No entender da SuperVia, a autorização de passar com o trem pela segunda vez sobre o corpo do vendedor ambulante foi acertada para evitar o problema maior — a retenção de diversos trens lotados em horário de pico. Ademais, afirmou o comunicado da concessionária, ficara constatado que o trem tinha altura suficiente para fazê-lo sem risco de atingir e vilipendiar a vítima.

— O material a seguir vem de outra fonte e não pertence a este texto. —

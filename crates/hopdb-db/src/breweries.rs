//! Operations on the `breweries` relation.

use chrono::{DateTime, Utc};
use sqlx::PgPool;

use crate::DbError;

#[derive(Debug, Clone, sqlx::FromRow)]
pub struct BreweryRow {
    pub external_url: String,
    pub name_latin: Option<String>,
    pub name_native: Option<String>,
    pub aliases: Option<Vec<String>>,
    pub location: Option<String>,
    pub brewery_type: Option<String>,
    pub website: Option<String>,
    pub logo_url: Option<String>,
    pub stats: Option<serde_json::Value>,
    pub updated_at: DateTime<Utc>,
}

const BREWERY_COLUMNS: &str = "external_url, name_latin, name_native, aliases, location, \
     brewery_type, website, logo_url, stats, updated_at";

/// Fetches one brewery by its external URL.
///
/// # Errors
///
/// Returns [`DbError::Sqlx`] if the read fails.
pub async fn get_brewery_by_url(
    pool: &PgPool,
    external_url: &str,
) -> Result<Option<BreweryRow>, DbError> {
    let sql = format!("SELECT {BREWERY_COLUMNS} FROM breweries WHERE external_url = $1");
    let row = sqlx::query_as::<_, BreweryRow>(&sql)
        .bind(external_url)
        .fetch_optional(pool)
        .await?;
    Ok(row)
}

/// Loads every brewery, for building the in-memory name index.
///
/// # Errors
///
/// Returns [`DbError::Sqlx`] if the read fails.
pub async fn list_breweries(pool: &PgPool) -> Result<Vec<BreweryRow>, DbError> {
    let sql = format!("SELECT {BREWERY_COLUMNS} FROM breweries ORDER BY external_url");
    let rows = sqlx::query_as::<_, BreweryRow>(&sql).fetch_all(pool).await?;
    Ok(rows)
}

/// Writes or refreshes a brewery row.
///
/// # Errors
///
/// Returns [`DbError::Sqlx`] if the write fails.
pub async fn upsert_brewery(pool: &PgPool, row: &BreweryRow) -> Result<(), DbError> {
    sqlx::query(
        "INSERT INTO breweries \
             (external_url, name_latin, name_native, aliases, location, \
              brewery_type, website, logo_url, stats, updated_at) \
         VALUES ($1, $2, $3, $4, $5, $6, $7, $8, $9, NOW()) \
         ON CONFLICT (external_url) DO UPDATE SET \
             name_latin   = EXCLUDED.name_latin, \
             name_native  = EXCLUDED.name_native, \
             aliases      = EXCLUDED.aliases, \
             location     = EXCLUDED.location, \
             brewery_type = EXCLUDED.brewery_type, \
             website      = EXCLUDED.website, \
             logo_url     = EXCLUDED.logo_url, \
             stats        = EXCLUDED.stats, \
             updated_at   = NOW()",
    )
    .bind(&row.external_url)
    .bind(&row.name_latin)
    .bind(&row.name_native)
    .bind(&row.aliases)
    .bind(&row.location)
    .bind(&row.brewery_type)
    .bind(&row.website)
    .bind(&row.logo_url)
    .bind(&row.stats)
    .execute(pool)
    .await?;
    Ok(())
}
//! Small helpers over the `scraper` DOM types.

use scraper::{ElementRef, Selector};

use crate::error::ScraperError;

/// Compiles a CSS selector, surfacing the selector text on failure.
pub(crate) fn selector(s: &str) -> Result<Selector, ScraperError> {
    Selector::parse(s).map_err(|e| ScraperError::Selector {
        selector: s.to_owned(),
        reason: format!("{e:?}"),
    })
}

/// Concatenated, whitespace-trimmed text of an element.
pub(crate) fn element_text(el: ElementRef<'_>) -> String {
    el.text()
        .map(str::trim)
        .filter(|t| !t.is_empty())
        .collect::<Vec<_>>()
        .join(" ")
}

/// Trimmed, non-empty text segments of an element, in document order.
pub(crate) fn text_parts(el: ElementRef<'_>) -> Vec<String> {
    el.text()
        .map(str::trim)
        .filter(|t| !t.is_empty())
        .map(str::to_owned)
        .collect()
}

/// Resolves `href` against a site origin: absolute URLs pass through,
/// root-relative paths are prefixed, and bare paths get a slash.
pub(crate) fn absolutize(origin: &str, href: &str) -> String {
    if href.starts_with("http://") || href.starts_with("https://") {
        href.to_owned()
    } else if let Some(path) = href.strip_prefix('/') {
        format!("{origin}/{path}")
    } else {
        format!("{origin}/{href}")
    }
}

Não cabe aqui listar todas as aberrações embutidas na explicação e no procedimento dessa empresa já tão coalhada de multas, cujo contrato de operação no estado está garantido até 2048. Cabe, porém, apontar a linguagem de falsa eficiência empresarial e a delirante simulação de normalidade de um serviço instituído para atender a humanos.
A concessionária alegou que seis mil passageiros teriam sido prejudicados caso o fluxo fosse interrompido. Sem dúvida. Aliás, seria a enésima paralisação de serviço a que são rotineiramente submetidos. Com uma diferença. Desta vez, a empresa poderia arriscar submeter a seus milhares de usuários uma pergunta simples e direta: “Você prefere passar o trem por cima de um ambulante morto ou aceita chegar em casa mais tarde?” Ao contrário da concessionária, é possível que a maioria preferisse aguardar. Sem quebradeira, em respeito a uma vida que podia ser a de um deles.
No caso do leão Cecil, ocorreu um fenômeno quase oposto. O excesso de luto e militância viral foi muito além da simpatia genuína pelo felino e do interesse habitual por questões envolvendo espécies em extinção.
Desde que o caso foi noticiado, ocorreu a morte de um dos últimos cinco rinocerontes-brancos do norte existentes no planeta, restando portanto apenas quatro antes da extinção definitiva dessa subespécie. No entanto, ninguém se comoveu.
Cecil mobilizou meio mundo por ser conhecido, fotogênico e popular. E pelas circunstâncias de uma morte sob medida e um vilão ideal para mobilizar as redes sociais em torno de um justicialismo eletrônico.
Cecil morrera porque o doutor Walter Palmer pagara o equivalente a R$ 160 mil para ostentar a cabeça do animal entre seus troféus de caça. Algum dia, quem sabe, alcançaria a glória de poder ter em sua propriedade os chamados “cinco grandes” (um leão, um elefante, um búfalo do Cabo, um leopardo, um rinoceronte), espécie de Grand Slam para caçadores de luxo.
Com um vilão desses pela frente, ativistas precisaram de pouco tempo para disseminar a sua identidade, dados pessoais e profissionais de seus familiares e círculo de relacionamentos mais próximos. Casado e pai de dois filhos, Palmer teve de fechar o consultório, dispensar os funcionários, indicar clientes para outros dentistas, ter sua existência na internet invadida por hackers tanto bem-humorados quanto ameaçadores.
Alguns o mandam apodrecer no inferno, outros fazem aparecer a foto do leão Cecil quando se digita o nome do dentista, outros ainda sugerem ao Estado Islâmico cuidar de Palmer. Como é de praxe no caso de ataques em mídias sociais, eles funcionam mais para lavar a alma dos justiceiros e satisfazer a indignação dos mais exaltados.
Mas contêm um risco. Como alerta Max Fisher, diretor de conteúdo do site Vox, eles podem extravasar do mundo virtual para o real antes que a vítima seja julgada pelo sistema judiciário institucional.
Uma coisa parece certa: Walter Palmer não vai conseguir exibir o troféu conquistado tão cedo.